No dia 31 de agosto daquele mesmo ano (2016), após três meses de tramitações e numerosas manifestações populares, o Senado Federal aprovou o impeachment de Dilma Rousseff. Tão logo Michel Temer assumiu a presidência, iniciaram as especulações e tratativas sobre a futura eleição presidencial. Em dezembro (2016), as intenções de voto mostravam Lula com 28%, Marina com 17%, Alckmin e Jair com 8% cada um. 

Em 12 de julho de 2017, o juiz Sérgio Moro condenou Lula a 9 anos e 6 meses de reclusão por crime de corrupção no caso do triplex de Guarujá. Em novembro, pesquisa Datafolha atribuía a Lula 37% das intenções de voto, 18% a Jair, 8% a Alckmin, 7% a Ciro.

Em março, já correndo o ano eleitoral, números levantados por CNT/MDA mostravam Lula 33%, Jair 17%, Marina 8%, Alckmin 6%. No início de abril, o TRF 4 confirmou a condenação de Lula pelo caso do triplex e ele foi preso no dia 7. Não obstante, ao longo do ano, as pesquisas continuavam mostrando Lula como candidato. No dia 26 de julho, os partidos do centrão (PSDB, DEM, PP, PRB, PR e Solidariedade), numa tentativa de restaurar o teatro das tesouras, oficializaram apoio a Alckmin.
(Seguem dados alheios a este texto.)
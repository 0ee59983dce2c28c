// Reward catalog: the fixed list of things coins can be spent on.
//
// Entries whose id starts with `sponsor` are "sponsor a rescue" tiers; the
// rest are personal rewards. Catalog order is display order.

use serde::Serialize;

/// Identifier prefix that marks a sponsorship tier.
pub const SPONSOR_PREFIX: &str = "sponsor";

#[derive(Debug, Clone, Copy, PartialEq, Eq, Serialize)]
pub struct RewardCatalogEntry {
    pub id: &'static str,
    pub name: &'static str,
    pub description: &'static str,
    pub cost: u64,
}

impl RewardCatalogEntry {
    pub fn is_sponsorship(&self) -> bool {
        self.id.starts_with(SPONSOR_PREFIX)
    }
}

static CATALOG: [RewardCatalogEntry; 7] = [
    RewardCatalogEntry {
        id: "reward1",
        name: "Premium Pet Food Coupon",
        description: "10% off at local pet stores",
        cost: 100,
    },
    RewardCatalogEntry {
        id: "reward2",
        name: "Veterinary Care Discount",
        description: "15% off at partner vet clinics",
        cost: 250,
    },
    RewardCatalogEntry {
        id: "reward3",
        name: "Custom Pet Tag",
        description: "Free personalized pet tag",
        cost: 50,
    },
    RewardCatalogEntry {
        id: "reward4",
        name: "Donation to Shelters",
        description: "Donate to local animal shelters",
        cost: 75,
    },
    RewardCatalogEntry {
        id: "sponsor1",
        name: "Sponsor Basic Rescue",
        description: "Sponsor rescue (5 rescues)",
        cost: 500,
    },
    RewardCatalogEntry {
        id: "sponsor2",
        name: "Sponsor Standard Rescue",
        description: "Sponsor rescue (20 rescues)",
        cost: 1000,
    },
    RewardCatalogEntry {
        id: "sponsor3",
        name: "Sponsor Premium Rescue",
        description: "Sponsor rescue (50 rescues)",
        cost: 2000,
    },
];

/// Every redeemable reward, in display order.
pub fn available_rewards() -> &'static [RewardCatalogEntry] {
    &CATALOG
}

/// Personal rewards only.
pub fn consumer_rewards() -> impl Iterator<Item = &'static RewardCatalogEntry> {
    CATALOG.iter().filter(|entry| !entry.is_sponsorship())
}

/// "Sponsor a rescue" tiers only, cheapest first as listed.
pub fn sponsorship_tiers() -> impl Iterator<Item = &'static RewardCatalogEntry> {
    CATALOG.iter().filter(|entry| entry.is_sponsorship())
}

pub fn find_reward(id: &str) -> Option<&'static RewardCatalogEntry> {
    CATALOG.iter().find(|entry| entry.id == id)
}

/// Whether a balance is enough to sponsor a rescue at the entry tier.
#[derive(Debug, Clone, Copy, PartialEq, Eq)]
pub enum SponsorshipEligibility {
    Eligible { tier: &'static RewardCatalogEntry },
    Short { needed: u64, balance: u64 },
}

/// Check a balance against the first listed sponsorship tier.
pub fn sponsorship_eligibility(balance: u64) -> SponsorshipEligibility {
    match sponsorship_tiers().next() {
        Some(tier) if balance >= tier.cost => SponsorshipEligibility::Eligible { tier },
        Some(tier) => SponsorshipEligibility::Short {
            needed: tier.cost,
            balance,
        },
        // No tiers configured: nothing to gate on
        None => SponsorshipEligibility::Short { needed: 0, balance },
    }
}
Em 15 de agosto, a PGR impugnou a candidatura de Lula. Cabia ao TSE acolher ou não. No entanto, ainda em agosto, uma pesquisa Datafolha atribuía a Lula 39%, Jair 19%, Marina 8%, Alckmin 6% e Ciro 5%. Em 1º de setembro, um mês antes da eleição, o TSE confirmou a impugnação e Fernando Haddad foi ungido candidato do PT. Uma semana antes da eleição, pesquisa contratada pela TV Globo e Folha de São Paulo mostrava, no primeiro turno, Jair vencendo Haddad por 28% a 22%, mas ... perdendo no segundo turno para Haddad, Alckmin e Ciro.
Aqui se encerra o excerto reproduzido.